_TASK TO CARRY OUT_: Print the records below exactly as they appear.

_DATA SHOWN_:
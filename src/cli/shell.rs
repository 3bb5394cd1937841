use super::input::LineInput;
use super::ui::{self, StyleType};
use crate::core::QueryError;
use crate::query::QueryCoordinator;
use anyhow::Result;
use std::io::{self, Write};
use std::time::Duration;
use tracing::{debug, warn};

const CODE_PROMPT: &str = "Enter currency code (e.g., EUR): ";
const AGAIN_PROMPT: &str = "Enter another currency code? (yes/no): ";

/// Interactive prompt that submits currency codes to a [`QueryCoordinator`].
///
/// Each lookup is its own future bounded by `query_timeout`.
pub struct Shell {
    coordinator: QueryCoordinator,
    query_timeout: Duration,
}

/// One line read at a prompt.
enum Reply {
    Line(String),
    Unreadable,
    Closed,
}

impl Shell {
    pub fn new(coordinator: QueryCoordinator, query_timeout: Duration) -> Self {
        Self {
            coordinator,
            query_timeout,
        }
    }

    /// Runs until the user declines another lookup or `input` ends.
    pub async fn run<L, W>(&self, mut input: L, out: &mut W) -> Result<()>
    where
        L: LineInput,
        W: Write,
    {
        writeln!(out, "{}", ui::style_text("Press Ctrl+C to exit.", StyleType::Subtle))?;

        loop {
            prompt(out, CODE_PROMPT)?;
            let line = match read_reply(&mut input).await? {
                Reply::Line(line) => line,
                Reply::Unreadable => {
                    reject(out, "input is not valid text")?;
                    continue;
                }
                Reply::Closed => {
                    writeln!(out)?;
                    break;
                }
            };
            if !self.answer(&line, out).await? {
                continue;
            }

            prompt(out, AGAIN_PROMPT)?;
            match read_reply(&mut input).await? {
                Reply::Line(choice) if is_yes(&choice) => {}
                _ => break,
            }
        }

        if let Some(event) = self.coordinator.last_refresh() {
            writeln!(
                out,
                "Latest rates updated at {} ({} currencies)",
                ui::format_time(event.updated_at),
                event.written
            )?;
        }
        Ok(())
    }

    /// Prints the answer for one code. Returns false when the input was
    /// rejected and the code prompt should be repeated.
    async fn answer<W: Write>(&self, input: &str, out: &mut W) -> Result<bool> {
        let lookup = tokio::time::timeout(self.query_timeout, self.coordinator.lookup(input));

        match lookup.await {
            Ok(Ok(record)) => {
                writeln!(
                    out,
                    "Exchange rate for {}: {}",
                    record.currency,
                    ui::style_text(&ui::format_rate(record.rate), StyleType::Rate)
                )?;
                writeln!(out, "Updated at: {}", ui::format_time(record.updated_at))?;
            }
            Ok(Err(e @ QueryError::InvalidInput(_))) => {
                reject(out, &e.to_string())?;
                return Ok(false);
            }
            Ok(Err(e)) if e.is_not_found() => {
                writeln!(out, "{}", ui::style_text(&e.to_string(), StyleType::Subtle))?;
            }
            Ok(Err(e)) => {
                writeln!(
                    out,
                    "{}",
                    ui::style_text(&format!("Error getting exchange rate: {e}"), StyleType::Error)
                )?;
            }
            Err(_) => {
                debug!(input = %input.trim(), "Lookup timed out");
                writeln!(
                    out,
                    "{}",
                    ui::style_text(
                        &format!("Lookup timed out after {:?}", self.query_timeout),
                        StyleType::Error
                    )
                )?;
            }
        }
        Ok(true)
    }
}

async fn read_reply<L: LineInput>(input: &mut L) -> Result<Reply> {
    match input.next_line().await {
        Ok(Some(line)) => Ok(Reply::Line(line)),
        Ok(None) => Ok(Reply::Closed),
        Err(e) if e.kind() == io::ErrorKind::InvalidData => {
            warn!("Ignoring unreadable input line: {}", e);
            Ok(Reply::Unreadable)
        }
        Err(e) => Err(e.into()),
    }
}

fn reject<W: Write>(out: &mut W, reason: &str) -> Result<()> {
    writeln!(
        out,
        "{}",
        ui::style_text(&format!("{reason}. Please try again."), StyleType::Error)
    )?;
    Ok(())
}

fn prompt<W: Write>(out: &mut W, text: &str) -> Result<()> {
    write!(out, "{}", ui::style_text(text, StyleType::Title))?;
    out.flush()?;
    Ok(())
}

fn is_yes(choice: &str) -> bool {
    matches!(choice.trim().to_lowercase().as_str(), "yes" | "y")
}
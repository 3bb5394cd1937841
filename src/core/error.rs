//! Error types for the refresh and query paths.

use thiserror::Error;

/// A fetch cycle could not produce a snapshot. Always transient: the
/// scheduler skips the cycle and tries again on the next tick.
#[derive(Error, Debug)]
pub enum FetchError {
    #[error("Request error: {0}")]
    Request(#[from] reqwest::Error),

    #[error("HTTP error: {status} from {url}")]
    Status { status: u16, url: String },

    #[error("Malformed rate response: {0}")]
    Malformed(String),

    #[error("Invalid provider URL {url}: {reason}")]
    InvalidUrl { url: String, reason: String },
}

/// Storage failures. Returned from `insert_batch` it means the whole batch
/// was discarded; returned while opening the store it is fatal.
#[derive(Error, Debug)]
pub enum StoreError {
    #[error("Storage backend error: {0}")]
    Backend(#[from] fjall::Error),

    #[error("Record encoding error: {0}")]
    Codec(#[from] serde_json::Error),

    #[error("Storage I/O error: {0}")]
    Io(#[from] std::io::Error),

    #[error("Invalid record for {currency:?}: {reason}")]
    InvalidRecord { currency: String, reason: String },

    #[error("Corrupt storage entry: {0}")]
    Corrupt(String),
}

#[derive(Error, Debug)]
pub enum RefreshError {
    #[error("Failed to fetch rates: {0}")]
    Fetch(#[from] FetchError),

    #[error("Failed to persist rates: {0}")]
    Persist(#[source] StoreError),
}

#[derive(Error, Debug)]
pub enum QueryError {
    #[error("Invalid currency code: {0}")]
    InvalidInput(String),

    #[error("No rate recorded for {0}")]
    NotFound(String),

    #[error("Failed to read rates: {0}")]
    Store(#[from] StoreError),
}

impl QueryError {
    /// `NotFound` is an ordinary negative answer rather than a failure.
    pub fn is_not_found(&self) -> bool {
        matches!(self, QueryError::NotFound(_))
    }
}
use chrono::{DateTime, Local, Utc};
use console::style;

/// Defines different styles for text elements.
pub enum StyleType {
    Title,
    Rate,
    Error,
    Subtle,
}

/// Applies a consistent style to a string.
pub fn style_text(text: &str, style_type: StyleType) -> String {
    let styled = match style_type {
        StyleType::Title => style(text).bold(),
        StyleType::Rate => style(text).green().bold(),
        StyleType::Error => style(text).red(),
        StyleType::Subtle => style(text).dim(),
    };
    styled.to_string()
}

pub fn format_rate(rate: f64) -> String {
    format!("{rate:.6}")
}

/// Formats a write time in the local timezone.
pub fn format_time(time: DateTime<Utc>) -> String {
    time.with_timezone(&Local)
        .format("%Y/%m/%d %H:%M:%S")
        .to_string()
}

#[cfg(test)]
mod tests {
    use super::*;

    #[test]
    fn test_format_rate_uses_six_decimals() {
        assert_eq!(format_rate(0.9), "0.900000");
        assert_eq!(format_rate(150.123456789), "150.123457");
    }

    #[test]
    fn test_format_time_shape() {
        let formatted = format_time(Utc::now());
        assert_eq!(formatted.len(), "2026/01/31 23:59:59".len());
        assert_eq!(&formatted[4..5], "/");
    }
}
pub mod disk;
pub mod memory;

pub use disk::FjallRateStore;
pub use memory::MemoryRateStore;

use crate::core::error::StoreError;
use crate::core::store::RateStore;
use std::path::Path;
use std::sync::Arc;

/// Opens the on-disk store at `path` and prepares its schema.
pub async fn open_store(path: &Path) -> Result<Arc<dyn RateStore>, StoreError> {
    let store: Arc<dyn RateStore> = Arc::new(FjallRateStore::open(path)?);
    store.create_schema().await?;
    Ok(store)
}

_ANSWER TO THIS PROBLEM_:
filename src/cli/shell.rs
repository 3bb5394cd1937841
use super::input::LineInput;
use super::ui::{self, StyleType};
use crate::core::QueryError;
use crate::query::QueryCoordinator;
use anyhow::Result;
use std::io::{self, Write};
use std::time::Duration;
use tracing::{debug, warn};

const CODE_PROMPT: &str = "Enter currency code (e.g., EUR): ";
const AGAIN_PROMPT: &str = "Enter another currency code? (yes/no): ";

/// Interactive prompt that submits currency codes to a [`QueryCoordinator`].
///
/// Each lookup is its own future bounded by `query_timeout`.
pub struct Shell {
    coordinator: QueryCoordinator,
    query_timeout: Duration,
}

/// One line read at a prompt.
enum Reply {
    Line(String),
    Unreadable,
    Closed,
}

impl Shell {
    pub fn new(coordinator: QueryCoordinator, query_timeout: Duration) -> Self {
        Self {
            coordinator,
            query_timeout,
        }
    }

    /// Runs until the user declines another lookup or `input` ends.
    pub async fn run<L, W>(&self, mut input: L, out: &mut W) -> Result<()>
    where
        L: LineInput,
        W: Write,
    {
        writeln!(out, "{}", ui::style_text("Press Ctrl+C to exit.", StyleType::Subtle))?;

        loop {
            prompt(out, CODE_PROMPT)?;
            let line = match read_reply(&mut input).await? {
                Reply::Line(line) => line,
                Reply::Unreadable => {
                    reject(out, "input is not valid text")?;
                    continue;
                }
                Reply::Closed => {
                    writeln!(out)?;
                    break;
                }
            };
            if !self.answer(&line, out).await? {
                continue;
            }

            prompt(out, AGAIN_PROMPT)?;
            match read_reply(&mut input).await? {
                Reply::Line(choice) if is_yes(&choice) => {}
                _ => break,
            }
        }

        if let Some(event) = self.coordinator.last_refresh() {
            writeln!(
                out,
                "Latest rates updated at {} ({} currencies)",
                ui::format_time(event.updated_at),
                event.written
            )?;
        }
        Ok(())
    }

    /// Prints the answer for one code. Returns false when the input was
    /// rejected and the code prompt should be repeated.
    async fn answer<W: Write>(&self, input: &str, out: &mut W) -> Result<bool> {
        let lookup = tokio::time::timeout(self.query_timeout, self.coordinator.lookup(input));

        match lookup.await {
            Ok(Ok(record)) => {
                writeln!(
                    out,
                    "Exchange rate for {}: {}",
                    record.currency,
                    ui::style_text(&ui::format_rate(record.rate), StyleType::Rate)
                )?;
                writeln!(out, "Updated at: {}", ui::format_time(record.updated_at))?;
            }
            Ok(Err(e @ QueryError::InvalidInput(_))) => {
                reject(out, &e.to_string())?;
                return Ok(false);
            }
            Ok(Err(e)) if e.is_not_found() => {
                writeln!(out, "{}", ui::style_text(&e.to_string(), StyleType::Subtle))?;
            }
            Ok(Err(e)) => {
                writeln!(
                    out,
                    "{}",
                    ui::style_text(&format!("Error getting exchange rate: {e}"), StyleType::Error)
                )?;
            }
            Err(_) => {
                debug!(input = %input.trim(), "Lookup timed out");
                writeln!(
                    out,
                    "{}",
                    ui::style_text(
                        &format!("Lookup timed out after {:?}", self.query_timeout),
                        StyleType::Error
                    )
                )?;
            }
        }
        Ok(true)
    }
}

async fn read_reply<L: LineInput>(input: &mut L) -> Result<Reply> {
    match input.next_line().await {
        Ok(Some(line)) => Ok(Reply::Line(line)),
        Ok(None) => Ok(Reply::Closed),
        Err(e) if e.kind() == io::ErrorKind::InvalidData => {
            warn!("Ignoring unreadable input line: {}", e);
            Ok(Reply::Unreadable)
        }
        Err(e) => Err(e.into()),
    }
}

fn reject<W: Write>(out: &mut W, reason: &str) -> Result<()> {
    writeln!(
        out,
        "{}",
        ui::style_text(&format!("{reason}. Please try again."), StyleType::Error)
    )?;
    Ok(())
}

fn prompt<W: Write>(out: &mut W, text: &str) -> Result<()> {
    write!(out, "{}", ui::style_text(text, StyleType::Title))?;
    out.flush()?;
    Ok(())
}

fn is_yes(choice: &str) -> bool {
    matches!(choice.trim().to_lowercase().as_str(), "yes" | "y")
}
repository 3bb5394cd1937841
filename src/core/error.rs
//! Error types for the refresh and query paths.

use thiserror::Error;

/// A fetch cycle could not produce a snapshot. Always transient: the
/// scheduler skips the cycle and tries again on the next tick.
#[derive(Error, Debug)]
pub enum FetchError {
    #[error("Request error: {0}")]
    Request(#[from] reqwest::Error),

    #[error("HTTP error: {status} from {url}")]
    Status { status: u16, url: String },

    #[error("Malformed rate response: {0}")]
    Malformed(String),

    #[error("Invalid provider URL {url}: {reason}")]
    InvalidUrl { url: String, reason: String },
}

/// Storage failures. Returned from `insert_batch` it means the whole batch
/// was discarded; returned while opening the store it is fatal.
#[derive(Error, Debug)]
pub enum StoreError {
    #[error("Storage backend error: {0}")]
    Backend(#[from] fjall::Error),

    #[error("Record encoding error: {0}")]
    Codec(#[from] serde_json::Error),

    #[error("Storage I/O error: {0}")]
    Io(#[from] std::io::Error),

    #[error("Invalid record for {currency:?}: {reason}")]
    InvalidRecord { currency: String, reason: String },

    #[error("Corrupt storage entry: {0}")]
    Corrupt(String),
}

#[derive(Error, Debug)]
pub enum RefreshError {
    #[error("Failed to fetch rates: {0}")]
    Fetch(#[from] FetchError),

    #[error("Failed to persist rates: {0}")]
    Persist(#[source] StoreError),
}

#[derive(Error, Debug)]
pub enum QueryError {
    #[error("Invalid currency code: {0}")]
    InvalidInput(String),

    #[error("No rate recorded for {0}")]
    NotFound(String),

    #[error("Failed to read rates: {0}")]
    Store(#[from] StoreError),
}

impl QueryError {
    /// `NotFound` is an ordinary negative answer rather than a failure.
    pub fn is_not_found(&self) -> bool {
        matches!(self, QueryError::NotFound(_))
    }
}
use chrono::{DateTime, Local, Utc};
use console::style;

/// Defines different styles for text elements.
pub enum StyleType {
    Title,
    Rate,
    Error,
    Subtle,
}

/// Applies a consistent style to a string.
pub fn style_text(text: &str, style_type: StyleType) -> String {
    let styled = match style_type {
        StyleType::Title => style(text).bold(),
        StyleType::Rate => style(text).green().bold(),
        StyleType::Error => style(text).red(),
        StyleType::Subtle => style(text).dim(),
    };
    styled.to_string()
}

pub fn format_rate(rate: f64) -> String {
    format!("{rate:.6}")
}

/// Formats a write time in the local timezone.
pub fn format_time(time: DateTime<Utc>) -> String {
    time.with_timezone(&Local)
        .format("%Y/%m/%d %H:%M:%S")
        .to_string()
}

#[cfg(test)]
mod tests {
    use super::*;

    #[test]
    fn test_format_rate_uses_six_decimals() {
        assert_eq!(format_rate(0.9), "0.900000");
        assert_eq!(format_rate(150.123456789), "150.123457");
    }

    #[test]
    fn test_format_time_shape() {
        let formatted = format_time(Utc::now());
        assert_eq!(formatted.len(), "2026/01/31 23:59:59".len());
        assert_eq!(&formatted[4..5], "/");
    }
}
pub mod disk;
pub mod memory;

pub use disk::FjallRateStore;
pub use memory::MemoryRateStore;

use crate::core::error::StoreError;
use crate::core::store::RateStore;
use std::path::Path;
use std::sync::Arc;

/// Opens the on-disk store at `path` and prepares its schema.
pub async fn open_store(path: &Path) -> Result<Arc<dyn RateStore>, StoreError> {
    let store: Arc<dyn RateStore> = Arc::new(FjallRateStore::open(path)?);
    store.create_schema().await?;
    Ok(store)
}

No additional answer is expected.